Comme ils l’avaient décidé, ils le firent. À peine le flux descendant commença-t-il à gonfler les vagues, qu’ils se précipitèrent sur les cabestans, puis ils mirent le feu au navire.

Une flamme immense s’éleva dans les airs. Le British Queen, drossé par le courant, commença à avancer lentement vers la côte.

Il y avait déjà deux heures qu’il progressait d’une façon lente mais sûre.

L’inconnu allait, d’une longue-vue marine, chercher déjà à distinguer à quel endroit approximatif ils allaient s’échouer, quand tout à coup, il eût un sursaut d’étonnement. Il voyait dans sa lorgnette que des mouvements insolites se préparaient sur la côte. Une foule de gens semblait se précipiter à l’endroit vers lequel le navire vraisemblablement, se dirigeait.

Que voulaient-ils ? Piller l’épave ? Mais ils étaient donc fous, les gens qui osaient s’approcher d’un tel foyer de contagion et qui, pour ramasser quelques morceaux de bois brûlé allaient affronter la peste.

L’explication vint bientôt d’elle-même, précise et terrible.

Sur la côte une lueur brillait.

— Le canon, s’écria le mousse.

Presque aussitôt, dans un grand sifflement, un boulet passa sur le pont du navire. On entendit une détonation forte comme un coup de tonnerre qui se répercuta sur toutes les falaises de la côte.

Lorsque l’inconnu voulut se tourner vers son jeune compagnon pour lui répondre, celui-ci avait disparu. Le boulet l’avait atteint en pleine poitrine et jeté en arrière dans la mer.

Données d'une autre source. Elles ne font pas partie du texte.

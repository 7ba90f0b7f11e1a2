//! API middleware
//!
//! Contains:
//! - `AppState`, the shared services handed to every handler
//! - `ViewError` and the middleware turning it into a themed error page
//! - HTTP Basic authentication of the site administrator

use axum::{
    body::Body,
    extract::{Request, State},
    http::{header, HeaderMap, HeaderValue, StatusCode},
    middleware::Next,
    response::{IntoResponse, Response},
};
use std::sync::Arc;

use crate::config::Config;
use crate::db::repositories::{SqlxCategoryRepository, SqlxEntryRepository};
use crate::db::DynDatabasePool;
use crate::services::{
    authenticate_admin, ArchiveSettings, BasicCredentials, CategoryService, CategoryServiceError,
    EntryService, EntryServiceError, PeriodError,
};
#[cfg(feature = "markdown")]
use crate::services::MarkdownRenderer;
use crate::theme::{ThemeEngine, ThemeError};

/// Application state containing shared services
#[derive(Clone)]
pub struct AppState {
    pub config: Arc<Config>,
    pub entries: Arc<EntryService>,
    pub categories: Arc<CategoryService>,
    pub theme: Arc<ThemeEngine>,
    #[cfg(feature = "markdown")]
    pub markdown: Arc<MarkdownRenderer>,
}

impl AppState {
    /// Wire repositories, services and the theme engine on top of `pool`
    pub fn new(config: Config, pool: DynDatabasePool) -> anyhow::Result<Self> {
        let theme = ThemeEngine::from_config(&config)?;
        Ok(Self::with_theme(config, pool, theme))
    }

    /// Same as `new` with an already built theme engine
    pub fn with_theme(config: Config, pool: DynDatabasePool, theme: ThemeEngine) -> Self {
        let entry_repo = SqlxEntryRepository::boxed(pool.clone());
        let category_repo = SqlxCategoryRepository::boxed(pool);

        let entries = EntryService::new(
            entry_repo.clone(),
            category_repo.clone(),
            ArchiveSettings::from_config(&config),
        );
        let categories = CategoryService::new(category_repo, entry_repo);

        #[cfg(feature = "markdown")]
        let markdown = MarkdownRenderer::with_extensions(&config.blog.markdown_extensions);

        Self {
            config: Arc::new(config),
            entries: Arc::new(entries),
            categories: Arc::new(categories),
            theme: Arc::new(theme),
            #[cfg(feature = "markdown")]
            markdown: Arc::new(markdown),
        }
    }
}

/// Error returned by the HTML views
#[derive(Debug, thiserror::Error)]
pub enum ViewError {
    #[error("{0}")]
    NotFound(String),

    #[error("{0}")]
    BadRequest(String),

    /// The administrator must authenticate first
    #[error("{0}")]
    Unauthorized(String),

    #[error("Internal error: {0}")]
    Internal(String),
}

impl ViewError {
    pub fn not_found(message: impl Into<String>) -> Self {
        Self::NotFound(message.into())
    }

    pub fn internal(message: impl Into<String>) -> Self {
        Self::Internal(message.into())
    }

    pub fn status(&self) -> StatusCode {
        match self {
            ViewError::NotFound(_) => StatusCode::NOT_FOUND,
            ViewError::BadRequest(_) => StatusCode::BAD_REQUEST,
            ViewError::Unauthorized(_) => StatusCode::UNAUTHORIZED,
            ViewError::Internal(_) => StatusCode::INTERNAL_SERVER_ERROR,
        }
    }

    /// Theme template rendering the error page
    pub fn template(&self) -> &'static str {
        match self {
            ViewError::NotFound(_) => "404.html",
            ViewError::BadRequest(_) => "400.html",
            ViewError::Unauthorized(_) => "login.html",
            ViewError::Internal(_) => "500.html",
        }
    }
}

/// Marker left on error responses, replaced by a themed page in
/// `render_error_pages`
#[derive(Debug, Clone)]
pub struct ErrorPage {
    pub template: &'static str,
    pub message: String,
}

impl IntoResponse for ViewError {
    fn into_response(self) -> Response {
        let status = self.status();
        let message = match &self {
            ViewError::Internal(detail) => {
                tracing::error!("Internal error: {}", detail);
                "An error occurred while rendering this page.".to_string()
            }
            other => other.to_string(),
        };

        let mut response = (status, message.clone()).into_response();
        if status == StatusCode::UNAUTHORIZED {
            response.headers_mut().insert(
                header::WWW_AUTHENTICATE,
                HeaderValue::from_static(r#"Basic realm="Marigold administration", charset="UTF-8""#),
            );
        }
        response.extensions_mut().insert(ErrorPage {
            template: self.template(),
            message,
        });
        response
    }
}

impl From<EntryServiceError> for ViewError {
    fn from(err: EntryServiceError) -> Self {
        match err {
            EntryServiceError::NotFound(message) => ViewError::NotFound(message),
            EntryServiceError::Invalid(errors) => ViewError::BadRequest(errors.to_string()),
            EntryServiceError::InternalError(e) => ViewError::Internal(format!("{:#}", e)),
        }
    }
}

impl From<CategoryServiceError> for ViewError {
    fn from(err: CategoryServiceError) -> Self {
        match err {
            CategoryServiceError::NotFound(message) => {
                ViewError::NotFound(format!("Category not found: {}", message))
            }
            CategoryServiceError::Invalid(errors) => ViewError::BadRequest(errors.to_string()),
            CategoryServiceError::InternalError(e) => ViewError::Internal(format!("{:#}", e)),
        }
    }
}

impl From<PeriodError> for ViewError {
    fn from(err: PeriodError) -> Self {
        ViewError::NotFound(err.to_string())
    }
}

impl From<ThemeError> for ViewError {
    fn from(err: ThemeError) -> Self {
        ViewError::Internal(err.to_string())
    }
}

/// Replace the body of `ViewError` responses by the theme's error page
pub async fn render_error_pages(
    State(state): State<AppState>,
    request: Request,
    next: Next,
) -> Response {
    let response = next.run(request).await;
    let Some(page) = response.extensions().get::<ErrorPage>().cloned() else {
        return response;
    };

    let (mut parts, _) = response.into_parts();
    let html = state
        .theme
        .render_error(page.template, parts.status.as_u16(), &page.message);
    parts.extensions.remove::<ErrorPage>();
    parts.headers.remove(header::CONTENT_LENGTH);
    parts.headers.insert(
        header::CONTENT_TYPE,
        HeaderValue::from_static("text/html; charset=utf-8"),
    );
    Response::from_parts(parts, Body::from(html))
}

/// True when the request carries the administrator's Basic credentials
pub fn is_admin(state: &AppState, headers: &HeaderMap) -> bool {
    headers
        .get(header::AUTHORIZATION)
        .and_then(|value| value.to_str().ok())
        .and_then(BasicCredentials::parse)
        .map_or(false, |credentials| {
            authenticate_admin(&state.config.admin, &credentials)
        })
}

/// Admin authorization middleware
pub async fn require_admin(
    State(state): State<AppState>,
    request: Request,
    next: Next,
) -> Result<Response, ViewError> {
    if !is_admin(&state, request.headers()) {
        tracing::debug!("Rejected admin request to {}", request.uri().path());
        return Err(ViewError::Unauthorized(
            "Authentication as the site administrator is required.".to_string(),
        ));
    }
    Ok(next.run(request).await)
}

/// Value of the cookie `name`, if the request sent it
pub fn cookie_value(headers: &HeaderMap, name: &str) -> Option<String> {
    headers
        .get_all(header::COOKIE)
        .iter()
        .filter_map(|value| value.to_str().ok())
        .flat_map(|cookies| cookies.split(';'))
        .filter_map(|cookie| cookie.trim().split_once('='))
        .find(|(key, _)| *key == name)
        .map(|(_, value)| value.to_string())
}

#[cfg(test)]
mod tests {
    use super::*;

    #[test]
    fn test_cookie_value() {
        let mut headers = HeaderMap::new();
        headers.insert(
            header::COOKIE,
            HeaderValue::from_static("theme=dark; marigold_entry_3=abc; other=x"),
        );
        assert_eq!(cookie_value(&headers, "marigold_entry_3").as_deref(), Some("abc"));
        assert_eq!(cookie_value(&headers, "marigold_entry_4"), None);
    }

    #[test]
    fn test_view_error_status_and_template() {
        assert_eq!(ViewError::not_found("x").status(), StatusCode::NOT_FOUND);
        assert_eq!(ViewError::not_found("x").template(), "404.html");
        assert_eq!(
            ViewError::Unauthorized("x".into()).status(),
            StatusCode::UNAUTHORIZED
        );
        assert_eq!(ViewError::internal("x").template(), "500.html");
    }

    #[test]
    fn test_unauthorized_response_asks_for_basic_credentials() {
        let response = ViewError::Unauthorized("login".into()).into_response();
        assert_eq!(response.status(), StatusCode::UNAUTHORIZED);
        let challenge = response
            .headers()
            .get(header::WWW_AUTHENTICATE)
            .unwrap()
            .to_str()
            .unwrap();
        assert!(challenge.starts_with("Basic realm="));
        assert!(response.extensions().get::<ErrorPage>().is_some());
    }

    #[test]
    fn test_internal_error_hides_details() {
        let response = ViewError::internal("database exploded").into_response();
        let page = response.extensions().get::<ErrorPage>().unwrap();
        assert_eq!(page.template, "500.html");
        assert!(!page.message.contains("database"));
    }
}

Désormais les boulets se succédaient rapidement.

Le second enleva une cheminée, le troisième entra dans la coque au-dessous de la ligne de flottaison et fut suivi d’un quatrième.

Le British Queen commença à couler…

Impassible, les bras croisés, faisant face à la côte, semblant braver la mort, sans se soucier de l’eau qui entrait à flots dans les flancs du navire, Fantômas, car l’inconnu, le passager au sérum, c’était lui, regardait pleuvoir les projectiles incandescents.